Wisp of a sitcom is still delightful

1/22/2006
BY ROB OWEN
BLOCK NEWS ALLIANCE

Dharma has become Greg.

That's an easy shorthand description of CBS's Courting Alex, a new romantic comedy starring Jenna Elfman, the hippie heart of the long-running sitcom Dharma & Greg.

But in Courting Alex, she plays a Greg-like lawyer. Elfman's Alex is rigid and lacks a spontaneous sense of adventure. While on a date at a classy Manhattan restaurant, she answers her cell phone and conducts business as her date grows bored.

Alex never eats dinner at home, except for take-out, and works long hours as a lawyer in the firm founded by her father (Dabney Coleman, still playing a lawyer as he did on The Guardian).

Alex faces a challenge when she has to convince a bar owner to sell his property so one of the firm's longtime clients can get started on a new development. But she's stymied for words when she meets tavern owner Scott (Josh Randall, Ed). He's a former smoke jumper who fought forest fires, and he rides a motorcycle. Alex can't resist, even though she wants to.

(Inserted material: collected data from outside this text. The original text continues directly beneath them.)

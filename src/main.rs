//! openocd-launch — Main Entry Point

use clap::Parser;
use tokio_util::sync::CancellationToken;
use tracing::{debug, info};
use tracing_subscriber::{fmt, EnvFilter};

use openocd_launch::config::{self, Args};
use openocd_launch::error::{ConfigError, LaunchError, Result};
use openocd_launch::executor::{self, Controller};
use openocd_launch::plan::{self, SubstitutionContext};
use openocd_launch::template;

#[tokio::main]
async fn main() {
    let args = Args::parse();
    if let Err(e) = init_logging(&args) {
        eprintln!("Error: {e}");
        std::process::exit(1);
    }

    match run(args).await {
        Ok(()) => {}
        // A user-requested interrupt is a clean abort, not a failure.
        Err(LaunchError::Cancelled) => info!("interrupted"),
        Err(e) => {
            eprintln!("Error: {e}");
            std::process::exit(1);
        }
    }
}

async fn run(args: Args) -> Result<()> {
    let dir = config::config_dir()?;
    config::create_default_config(&dir)?;

    let section = args
        .section
        .as_deref()
        .ok_or(ConfigError::SectionNotSpecified)?;
    let config_file = match &args.config {
        Some(path) => path.clone(),
        None => config::default_config_file(&dir)?,
    };
    if !config_file.is_file() {
        return Err(ConfigError::CannotOpenConfig(config_file.display().to_string()).into());
    }
    let image = match &args.elf {
        Some(path) => {
            if !path.is_file() {
                return Err(ConfigError::FileNotFound(path.display().to_string()).into());
            }
            path.display().to_string()
        }
        None => String::new(),
    };
    let config_dir = match config_file.parent() {
        Some(parent) if !parent.as_os_str().is_empty() => parent.display().to_string(),
        _ => ".".to_string(),
    };

    let content = std::fs::read_to_string(&config_file)?;
    let pairs = template::parse_section(&content, section)?;
    let ctx = SubstitutionContext {
        config_dir,
        image,
        fcpu: args.fcpu,
    };
    let plan = plan::resolve(&pairs, &ctx)?;

    if args.dry_run {
        println!();
        print!("{}", executor::dry_run_description(&plan));
        return Ok(());
    }

    let mode = plan::validate_configuration(&plan, section)?;
    plan::validate_files(&plan)?;
    info!("executing section [{}] in {} mode", section, mode.as_str());

    let cancel = CancellationToken::new();
    spawn_interrupt_watcher(cancel.clone());

    let controller = Controller::from_plan(&plan)?;
    controller.execute(&plan, mode, &cancel).await
}

/// Absorb Ctrl-C for the lifetime of the invocation. Local foreground
/// children receive the terminal signal directly; remote streams are
/// cancelled through the token so the CLI exits promptly.
fn spawn_interrupt_watcher(cancel: CancellationToken) {
    tokio::spawn(async move {
        loop {
            if tokio::signal::ctrl_c().await.is_err() {
                break;
            }
            debug!("interrupt received");
            cancel.cancel();
        }
    });
}

/// Initialize logging system
fn init_logging(args: &Args) -> Result<()> {
    let env_filter = EnvFilter::try_from_default_env()
        .unwrap_or_else(|_| EnvFilter::new(&args.log_level));

    let subscriber = fmt::Subscriber::builder()
        .with_env_filter(env_filter)
        .with_target(true)
        .with_file(false)
        .with_line_number(false);

    if let Some(log_file) = &args.log_file {
        let file = std::fs::OpenOptions::new()
            .create(true)
            .append(true)
            .open(log_file)?;
        subscriber.with_writer(file).init();
    } else {
        subscriber.with_writer(std::io::stderr).init();
    }

    debug!("logging initialized with level: {}", args.log_level);
    Ok(())
}
//! Error types for the launcher

use thiserror::Error;

/// Main error type for the launcher
#[derive(Error, Debug)]
pub enum LaunchError {
    #[error("configuration error: {0}")]
    Config(String),

    #[error("process error: {0}")]
    Process(String),

    #[error("remote error: {0}")]
    Remote(String),

    /// The user interrupted an operation; exits with code 0.
    #[error("interrupted")]
    Cancelled,

    #[error("IO error: {0}")]
    Io(#[from] std::io::Error),
}

/// Result type alias for convenience
pub type Result<T> = std::result::Result<T, LaunchError>;

/// Configuration and template resolution errors
#[derive(Error, Debug)]
pub enum ConfigError {
    #[error("section not specified")]
    SectionNotSpecified,

    #[error("invalid section: {0}")]
    InvalidSection(String),

    #[error("cannot open config file: {0}")]
    CannotOpenConfig(String),

    #[error("HOME is not set")]
    NoHome,

    #[error("duplicate key '{key}' in section: [{section}]")]
    DuplicateKey { section: String, key: String },

    #[error("malformed line {line}: {text}")]
    MalformedLine { line: usize, text: String },

    #[error("unknown interpolation reference: ${{{0}}}")]
    UnknownReference(String),

    #[error("interpolation too deep in value: {0}")]
    InterpolationDepth(String),

    #[error("bad interpolation syntax in value: {0}")]
    BadInterpolation(String),

    #[error("@TMPFILE@ may only be used in a matched pair")]
    TempFileMisuse,

    #[error("--fcpu is missing")]
    MissingFrequency,

    #[error("unresolved file tag: {0}")]
    UnresolvedTag(String),

    #[error("missing configuration entry: {0}")]
    MissingKey(String),

    #[error("mode not specified in section: [{0}]")]
    ModeNotSpecified(String),

    #[error("executable not found: {0}")]
    ExecutableNotFound(String),

    #[error("file not found: {0}")]
    FileNotFound(String),

    #[error("invalid rpc mode: {0}")]
    InvalidRpcMode(String),

    #[error("unparsable argument string: {0}")]
    BadArguments(String),

    #[error("spawn_process is not supported with a remote host")]
    SpawnWithRemote,

    #[error("not implemented: {0}")]
    NotImplemented(String),
}

impl From<ConfigError> for LaunchError {
    fn from(error: ConfigError) -> Self {
        LaunchError::Config(error.to_string())
    }
}

/// Local process lifecycle errors
#[derive(Error, Debug)]
pub enum ProcessError {
    #[error("{name} is already running with pid: {pid}")]
    AlreadyRunning { name: String, pid: u32 },

    #[error("{name} prematurely exited with code: {code}")]
    PrematureExit { name: String, code: i32 },

    #[error("{name} returned: {code}")]
    ExitedWithError { name: String, code: i32 },

    #[error("failed to spawn {name}: {reason}")]
    SpawnFailed { name: String, reason: String },
}

impl From<ProcessError> for LaunchError {
    fn from(error: ProcessError) -> Self {
        LaunchError::Process(error.to_string())
    }
}

/// Remote channel and streaming errors
#[derive(Error, Debug)]
pub enum RemoteError {
    #[error("connection to {host} failed: {reason}")]
    ConnectFailed { host: String, reason: String },

    #[error("TLS setup failed: {0}")]
    Tls(String),

    #[error("channel closed before the call completed")]
    ChannelClosed,

    #[error("protocol violation: {0}")]
    Protocol(String),

    #[error("remote agent reported: {0}")]
    Server(String),

    #[error("stream cancelled")]
    Cancelled,
}

impl From<RemoteError> for LaunchError {
    fn from(error: RemoteError) -> Self {
        match error {
            RemoteError::Cancelled => LaunchError::Cancelled,
            other => LaunchError::Remote(other.to_string()),
        }
    }
}

#[cfg(test)]
mod tests {
    use super::*;

    #[test]
    fn test_config_error_message() {
        let err: LaunchError = ConfigError::MissingKey("gdb_executable".to_string()).into();
        assert_eq!(
            err.to_string(),
            "configuration error: missing configuration entry: gdb_executable"
        );
    }

    #[test]
    fn test_already_running_message() {
        let err = ProcessError::AlreadyRunning {
            name: "openocd".to_string(),
            pid: 4242,
        };
        assert_eq!(err.to_string(), "openocd is already running with pid: 4242");
    }

    #[test]
    fn test_remote_cancel_maps_to_cancelled() {
        let err: LaunchError = RemoteError::Cancelled.into();
        assert!(matches!(err, LaunchError::Cancelled));
    }
}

The acting talent here is marginal compared to the sitcom it replaces, Out of Practice (returning later in the season), but I found Courting Alex more enjoyable. It's an entirely disposable wisp of a sitcom, but Elfman is engaging in a different way from what she was on Dharma, and Randall puts his nice guy charm to good use.

The premiere episode has an open-ended conclusion (it feels like a movie ending more than a sitcom kicker), so where Courting Alex will go is not entirely certain, but it is pretty predictable that, given the history of TV sitcoms, Alex is likely to hem and haw about whether she should choose Scott or her career, and somehow she'll find a way to balance both. It's cute, but the premise is slight and may not be enough upon which to build a long-running series.

CBS is developing an American edition of Game Show Marathon, a successful British show where celebrities compete in a different classic game show every week. The Price Is Right, Match Game, and Beat the Clock are among the shows being considered for inclusion in Marathon.

The Block News Alliance consists of The Blade and the Pittsburgh Post-Gazette. Rob Owen, the TV editor for the Post-Gazette, is attending the Television Critics Association winter press tour in Los Angeles.